--- WORK INSTRUCTIONS ---
Repeat the data. Keep each line identical.

########

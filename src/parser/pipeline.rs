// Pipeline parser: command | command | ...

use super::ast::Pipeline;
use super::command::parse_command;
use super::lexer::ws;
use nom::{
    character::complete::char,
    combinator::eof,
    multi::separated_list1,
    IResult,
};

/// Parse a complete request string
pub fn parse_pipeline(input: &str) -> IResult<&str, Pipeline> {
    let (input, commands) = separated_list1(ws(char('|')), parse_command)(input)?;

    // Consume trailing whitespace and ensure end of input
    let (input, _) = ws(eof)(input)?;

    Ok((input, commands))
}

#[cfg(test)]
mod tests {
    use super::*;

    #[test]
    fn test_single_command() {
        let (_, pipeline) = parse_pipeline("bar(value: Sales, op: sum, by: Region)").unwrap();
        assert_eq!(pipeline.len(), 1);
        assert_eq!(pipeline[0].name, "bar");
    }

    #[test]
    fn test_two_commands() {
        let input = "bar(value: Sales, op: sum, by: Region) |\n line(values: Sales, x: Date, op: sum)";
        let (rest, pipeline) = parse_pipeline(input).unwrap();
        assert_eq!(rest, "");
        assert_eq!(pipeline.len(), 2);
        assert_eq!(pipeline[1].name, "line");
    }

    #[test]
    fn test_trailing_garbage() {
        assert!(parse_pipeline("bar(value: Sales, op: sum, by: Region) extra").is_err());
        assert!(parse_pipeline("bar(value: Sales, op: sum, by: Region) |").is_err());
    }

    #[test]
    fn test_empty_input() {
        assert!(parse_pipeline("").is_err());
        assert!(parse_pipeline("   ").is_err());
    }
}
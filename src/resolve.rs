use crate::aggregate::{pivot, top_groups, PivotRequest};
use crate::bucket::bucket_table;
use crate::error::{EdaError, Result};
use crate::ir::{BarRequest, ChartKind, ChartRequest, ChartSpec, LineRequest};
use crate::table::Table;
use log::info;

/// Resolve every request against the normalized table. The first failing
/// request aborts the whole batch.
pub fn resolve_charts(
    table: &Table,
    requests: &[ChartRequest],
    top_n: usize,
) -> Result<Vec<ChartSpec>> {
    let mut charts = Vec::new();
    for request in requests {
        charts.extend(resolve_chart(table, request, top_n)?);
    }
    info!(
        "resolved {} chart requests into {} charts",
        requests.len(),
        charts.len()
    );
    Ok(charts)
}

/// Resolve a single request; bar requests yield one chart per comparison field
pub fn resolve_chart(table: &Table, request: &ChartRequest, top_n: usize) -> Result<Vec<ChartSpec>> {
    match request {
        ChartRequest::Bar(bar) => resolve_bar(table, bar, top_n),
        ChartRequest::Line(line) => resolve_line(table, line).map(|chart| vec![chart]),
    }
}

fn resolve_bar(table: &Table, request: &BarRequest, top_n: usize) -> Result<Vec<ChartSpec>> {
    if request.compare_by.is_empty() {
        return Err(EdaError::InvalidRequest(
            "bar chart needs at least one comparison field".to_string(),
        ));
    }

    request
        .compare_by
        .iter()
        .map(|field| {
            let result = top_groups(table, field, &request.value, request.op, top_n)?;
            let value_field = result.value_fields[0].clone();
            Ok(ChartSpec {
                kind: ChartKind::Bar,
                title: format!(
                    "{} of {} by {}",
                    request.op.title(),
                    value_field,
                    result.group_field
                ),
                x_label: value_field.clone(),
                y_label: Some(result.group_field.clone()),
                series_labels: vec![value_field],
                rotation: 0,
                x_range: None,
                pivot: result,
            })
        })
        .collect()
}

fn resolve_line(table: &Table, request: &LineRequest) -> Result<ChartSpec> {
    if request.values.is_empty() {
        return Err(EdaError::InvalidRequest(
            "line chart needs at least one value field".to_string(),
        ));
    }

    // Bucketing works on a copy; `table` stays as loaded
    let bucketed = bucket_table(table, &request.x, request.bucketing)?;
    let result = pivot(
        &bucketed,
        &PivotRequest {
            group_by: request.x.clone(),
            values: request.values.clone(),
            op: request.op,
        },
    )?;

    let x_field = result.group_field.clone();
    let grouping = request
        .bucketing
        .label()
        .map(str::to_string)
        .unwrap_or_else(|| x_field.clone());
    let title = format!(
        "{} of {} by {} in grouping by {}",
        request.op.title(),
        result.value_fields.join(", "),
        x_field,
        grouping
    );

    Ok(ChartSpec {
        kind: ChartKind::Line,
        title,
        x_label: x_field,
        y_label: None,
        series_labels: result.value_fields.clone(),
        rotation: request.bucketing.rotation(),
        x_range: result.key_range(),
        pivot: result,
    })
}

########

--- EXERCISE SOLUTION ---
filename src/parser/pipeline.rs
// Pipeline parser: command | command | ...

use super::ast::Pipeline;
use super::command::parse_command;
use super::lexer::ws;
use nom::{
    character::complete::char,
    combinator::eof,
    multi::separated_list1,
    IResult,
};

/// Parse a complete request string
pub fn parse_pipeline(input: &str) -> IResult<&str, Pipeline> {
    let (input, commands) = separated_list1(ws(char('|')), parse_command)(input)?;

    // Consume trailing whitespace and ensure end of input
    let (input, _) = ws(eof)(input)?;

    Ok((input, commands))
}

#[cfg(test)]
mod tests {
    use super::*;

    #[test]
    fn test_single_command() {
        let (_, pipeline) = parse_pipeline("bar(value: Sales, op: sum, by: Region)").unwrap();
        assert_eq!(pipeline.len(), 1);
        assert_eq!(pipeline[0].name, "bar");
    }

    #[test]
    fn test_two_commands() {
        let input = "bar(value: Sales, op: sum, by: Region) |\n line(values: Sales, x: Date, op: sum)";
        let (rest, pipeline) = parse_pipeline(input).unwrap();
        assert_eq!(rest, "");
        assert_eq!(pipeline.len(), 2);
        assert_eq!(pipeline[1].name, "line");
    }

    #[test]
    fn test_trailing_garbage() {
        assert!(parse_pipeline("bar(value: Sales, op: sum, by: Region) extra").is_err());
        assert!(parse_pipeline("bar(value: Sales, op: sum, by: Region) |").is_err());
    }

    #[test]
    fn test_empty_input() {
        assert!(parse_pipeline("").is_err());
        assert!(parse_pipeline("   ").is_err());
    }
}
filename src/resolve.rs
use crate::aggregate::{pivot, top_groups, PivotRequest};
use crate::bucket::bucket_table;
use crate::error::{EdaError, Result};
use crate::ir::{BarRequest, ChartKind, ChartRequest, ChartSpec, LineRequest};
use crate::table::Table;
use log::info;

/// Resolve every request against the normalized table. The first failing
/// request aborts the whole batch.
pub fn resolve_charts(
    table: &Table,
    requests: &[ChartRequest],
    top_n: usize,
) -> Result<Vec<ChartSpec>> {
    let mut charts = Vec::new();
    for request in requests {
        charts.extend(resolve_chart(table, request, top_n)?);
    }
    info!(
        "resolved {} chart requests into {} charts",
        requests.len(),
        charts.len()
    );
    Ok(charts)
}

/// Resolve a single request; bar requests yield one chart per comparison field
pub fn resolve_chart(table: &Table, request: &ChartRequest, top_n: usize) -> Result<Vec<ChartSpec>> {
    match request {
        ChartRequest::Bar(bar) => resolve_bar(table, bar, top_n),
        ChartRequest::Line(line) => resolve_line(table, line).map(|chart| vec![chart]),
    }
}

fn resolve_bar(table: &Table, request: &BarRequest, top_n: usize) -> Result<Vec<ChartSpec>> {
    if request.compare_by.is_empty() {
        return Err(EdaError::InvalidRequest(
            "bar chart needs at least one comparison field".to_string(),
        ));
    }

    request
        .compare_by
        .iter()
        .map(|field| {
            let result = top_groups(table, field, &request.value, request.op, top_n)?;
            let value_field = result.value_fields[0].clone();
            Ok(ChartSpec {
                kind: ChartKind::Bar,
                title: format!(
                    "{} of {} by {}",
                    request.op.title(),
                    value_field,
                    result.group_field
                ),
                x_label: value_field.clone(),
                y_label: Some(result.group_field.clone()),
                series_labels: vec![value_field],
                rotation: 0,
                x_range: None,
                pivot: result,
            })
        })
        .collect()
}

fn resolve_line(table: &Table, request: &LineRequest) -> Result<ChartSpec> {
    if request.values.is_empty() {
        return Err(EdaError::InvalidRequest(
            "line chart needs at least one value field".to_string(),
        ));
    }

    // Bucketing works on a copy; `table` stays as loaded
    let bucketed = bucket_table(table, &request.x, request.bucketing)?;
    let result = pivot(
        &bucketed,
        &PivotRequest {
            group_by: request.x.clone(),
            values: request.values.clone(),
            op: request.op,
        },
    )?;

    let x_field = result.group_field.clone();
    let grouping = request
        .bucketing
        .label()
        .map(str::to_string)
        .unwrap_or_else(|| x_field.clone());
    let title = format!(
        "{} of {} by {} in grouping by {}",
        request.op.title(),
        result.value_fields.join(", "),
        x_field,
        grouping
    );

    Ok(ChartSpec {
        kind: ChartKind::Line,
        title,
        x_label: x_field,
        y_label: None,
        series_labels: result.value_fields.clone(),
        rotation: request.bucketing.rotation(),
        x_range: result.key_range(),
        pivot: result,
    })
}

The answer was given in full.